#### Work instructions:
Word for word, repeat every record.

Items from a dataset
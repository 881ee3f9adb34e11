use zeroize::Zeroizing;

use super::ServerConfig;
use super::env::load_env_config;
use super::yaml::YamlConfig;

/// Merge YAML values over the environment-derived configuration.
///
/// Any field present in YAML replaces the environment (or default) value.
pub(super) fn merge_config(
    yaml: Option<YamlConfig>,
) -> Result<ServerConfig, Box<dyn std::error::Error>> {
    let mut config = load_env_config()?;

    let Some(yaml) = yaml else {
        return Ok(config);
    };

    if let Some(server) = yaml.server {
        if let Some(host) = server.host {
            config.host = host;
        }
        if let Some(port) = server.port {
            config.port = port;
        }
    }

    if let Some(upstream) = yaml.upstream {
        let target = &mut config.upstream;
        if let Some(url) = upstream.url {
            target.url = url;
        }
        if let Some(app_id) = upstream.app_id {
            target.app_id = app_id;
        }
        if let Some(token) = upstream.access_token {
            target.access_token = Zeroizing::new(token);
        }
        if let Some(resource_id) = upstream.resource_id {
            target.resource_id = resource_id;
        }
        if let Some(app_key) = upstream.app_key {
            target.app_key = Zeroizing::new(app_key);
        }
    }

    if let Some(dialogue) = yaml.dialogue {
        let target = &mut config.dialogue;
        if let Some(bot_name) = dialogue.bot_name {
            target.bot_name = bot_name;
        }
        if let Some(system_role) = dialogue.system_role {
            target.system_role = system_role;
        }
        if let Some(speaking_style) = dialogue.speaking_style {
            target.speaking_style = speaking_style;
        }
        if let Some(model) = dialogue.model {
            target.model = model;
        }
        if let Some(speaker) = dialogue.speaker {
            target.speaker = speaker;
        }
        if let Some(rate) = dialogue.output_sample_rate {
            target.output_sample_rate = rate;
        }
        if let Some(rate) = dialogue.input_sample_rate {
            target.input_sample_rate = rate;
        }
        if let Some(greeting) = dialogue.greeting {
            target.greeting = greeting;
        }
        if let Some(delay) = dialogue.greeting_delay_ms {
            target.greeting_delay_ms = delay;
        }
        if let Some(delay) = dialogue.finish_delay_ms {
            target.finish_delay_ms = delay;
        }
    }

    if let Some(suggestion) = yaml.suggestion {
        let target = &mut config.suggestion;
        if let Some(endpoint) = suggestion.endpoint {
            target.endpoint = endpoint;
        }
        if let Some(api_key) = suggestion.api_key {
            target.api_key = Some(Zeroizing::new(api_key));
        }
        if let Some(model) = suggestion.model {
            target.model = model;
        }
        if let Some(temperature) = suggestion.temperature {
            target.temperature = temperature;
        }
        if let Some(timeout) = suggestion.timeout_ms {
            target.timeout_ms = timeout;
        }
    }

    if let Some(security) = yaml.security
        && security.cors_allowed_origins.is_some()
    {
        config.cors_allowed_origins = security.cors_allowed_origins;
    }

    Ok(config)
}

#### Worked solution:
repository 881ee3f9adb34e11
use zeroize::Zeroizing;

use super::ServerConfig;
use super::env::load_env_config;
use super::yaml::YamlConfig;

/// Merge YAML values over the environment-derived configuration.
///
/// Any field present in YAML replaces the environment (or default) value.
pub(super) fn merge_config(
    yaml: Option<YamlConfig>,
) -> Result<ServerConfig, Box<dyn std::error::Error>> {
    let mut config = load_env_config()?;

    let Some(yaml) = yaml else {
        return Ok(config);
    };

    if let Some(server) = yaml.server {
        if let Some(host) = server.host {
            config.host = host;
        }
        if let Some(port) = server.port {
            config.port = port;
        }
    }

    if let Some(upstream) = yaml.upstream {
        let target = &mut config.upstream;
        if let Some(url) = upstream.url {
            target.url = url;
        }
        if let Some(app_id) = upstream.app_id {
            target.app_id = app_id;
        }
        if let Some(token) = upstream.access_token {
            target.access_token = Zeroizing::new(token);
        }
        if let Some(resource_id) = upstream.resource_id {
            target.resource_id = resource_id;
        }
        if let Some(app_key) = upstream.app_key {
            target.app_key = Zeroizing::new(app_key);
        }
    }

    if let Some(dialogue) = yaml.dialogue {
        let target = &mut config.dialogue;
        if let Some(bot_name) = dialogue.bot_name {
            target.bot_name = bot_name;
        }
        if let Some(system_role) = dialogue.system_role {
            target.system_role = system_role;
        }
        if let Some(speaking_style) = dialogue.speaking_style {
            target.speaking_style = speaking_style;
        }
        if let Some(model) = dialogue.model {
            target.model = model;
        }
        if let Some(speaker) = dialogue.speaker {
            target.speaker = speaker;
        }
        if let Some(rate) = dialogue.output_sample_rate {
            target.output_sample_rate = rate;
        }
        if let Some(rate) = dialogue.input_sample_rate {
            target.input_sample_rate = rate;
        }
        if let Some(greeting) = dialogue.greeting {
            target.greeting = greeting;
        }
        if let Some(delay) = dialogue.greeting_delay_ms {
            target.greeting_delay_ms = delay;
        }
        if let Some(delay) = dialogue.finish_delay_ms {
            target.finish_delay_ms = delay;
        }
    }

    if let Some(suggestion) = yaml.suggestion {
        let target = &mut config.suggestion;
        if let Some(endpoint) = suggestion.endpoint {
            target.endpoint = endpoint;
        }
        if let Some(api_key) = suggestion.api_key {
            target.api_key = Some(Zeroizing::new(api_key));
        }
        if let Some(model) = suggestion.model {
            target.model = model;
        }
        if let Some(temperature) = suggestion.temperature {
            target.temperature = temperature;
        }
        if let Some(timeout) = suggestion.timeout_ms {
            target.timeout_ms = timeout;
        }
    }

    if let Some(security) = yaml.security
        && security.cors_allowed_origins.is_some()
    {
        config.cors_allowed_origins = security.cors_allowed_origins;
    }

    Ok(config)
}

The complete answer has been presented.